» What you will do
Pull out each line of the records holding the string "Generation".

Saved entries:

»»

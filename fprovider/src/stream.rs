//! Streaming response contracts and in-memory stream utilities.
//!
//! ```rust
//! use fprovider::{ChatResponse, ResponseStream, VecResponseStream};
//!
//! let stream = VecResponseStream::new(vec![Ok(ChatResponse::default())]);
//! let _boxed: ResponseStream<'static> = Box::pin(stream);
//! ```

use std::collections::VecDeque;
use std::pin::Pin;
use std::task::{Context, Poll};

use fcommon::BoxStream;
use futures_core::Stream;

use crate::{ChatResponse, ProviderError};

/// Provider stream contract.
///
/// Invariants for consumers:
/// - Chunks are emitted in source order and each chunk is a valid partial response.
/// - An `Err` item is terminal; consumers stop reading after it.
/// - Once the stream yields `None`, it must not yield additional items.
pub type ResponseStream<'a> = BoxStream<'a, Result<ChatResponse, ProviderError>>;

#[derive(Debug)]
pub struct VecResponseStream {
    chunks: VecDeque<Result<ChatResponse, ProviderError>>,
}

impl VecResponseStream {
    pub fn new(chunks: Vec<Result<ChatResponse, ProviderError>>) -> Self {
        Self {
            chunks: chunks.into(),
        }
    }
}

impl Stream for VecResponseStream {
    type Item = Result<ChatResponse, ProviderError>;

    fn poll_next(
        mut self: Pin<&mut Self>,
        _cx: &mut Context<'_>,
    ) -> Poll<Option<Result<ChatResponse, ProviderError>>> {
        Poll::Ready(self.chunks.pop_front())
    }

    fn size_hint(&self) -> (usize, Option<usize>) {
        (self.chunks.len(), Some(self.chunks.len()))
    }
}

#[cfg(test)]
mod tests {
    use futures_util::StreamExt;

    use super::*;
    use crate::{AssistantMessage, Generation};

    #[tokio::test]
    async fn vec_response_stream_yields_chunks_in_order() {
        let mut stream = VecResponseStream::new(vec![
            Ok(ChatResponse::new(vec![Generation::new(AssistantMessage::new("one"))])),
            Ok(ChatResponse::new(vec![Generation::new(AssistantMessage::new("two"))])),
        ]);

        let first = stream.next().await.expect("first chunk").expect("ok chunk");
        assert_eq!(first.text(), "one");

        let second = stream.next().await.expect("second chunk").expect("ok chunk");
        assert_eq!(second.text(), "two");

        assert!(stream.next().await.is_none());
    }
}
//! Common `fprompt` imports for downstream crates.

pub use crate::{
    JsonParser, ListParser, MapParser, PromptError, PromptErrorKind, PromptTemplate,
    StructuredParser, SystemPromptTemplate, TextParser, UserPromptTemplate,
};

««

» Your solution
    use crate::{AssistantMessage, Generation};
            Ok(ChatResponse::new(vec![Generation::new(AssistantMessage::new("one"))])),
            Ok(ChatResponse::new(vec![Generation::new(AssistantMessage::new("two"))])),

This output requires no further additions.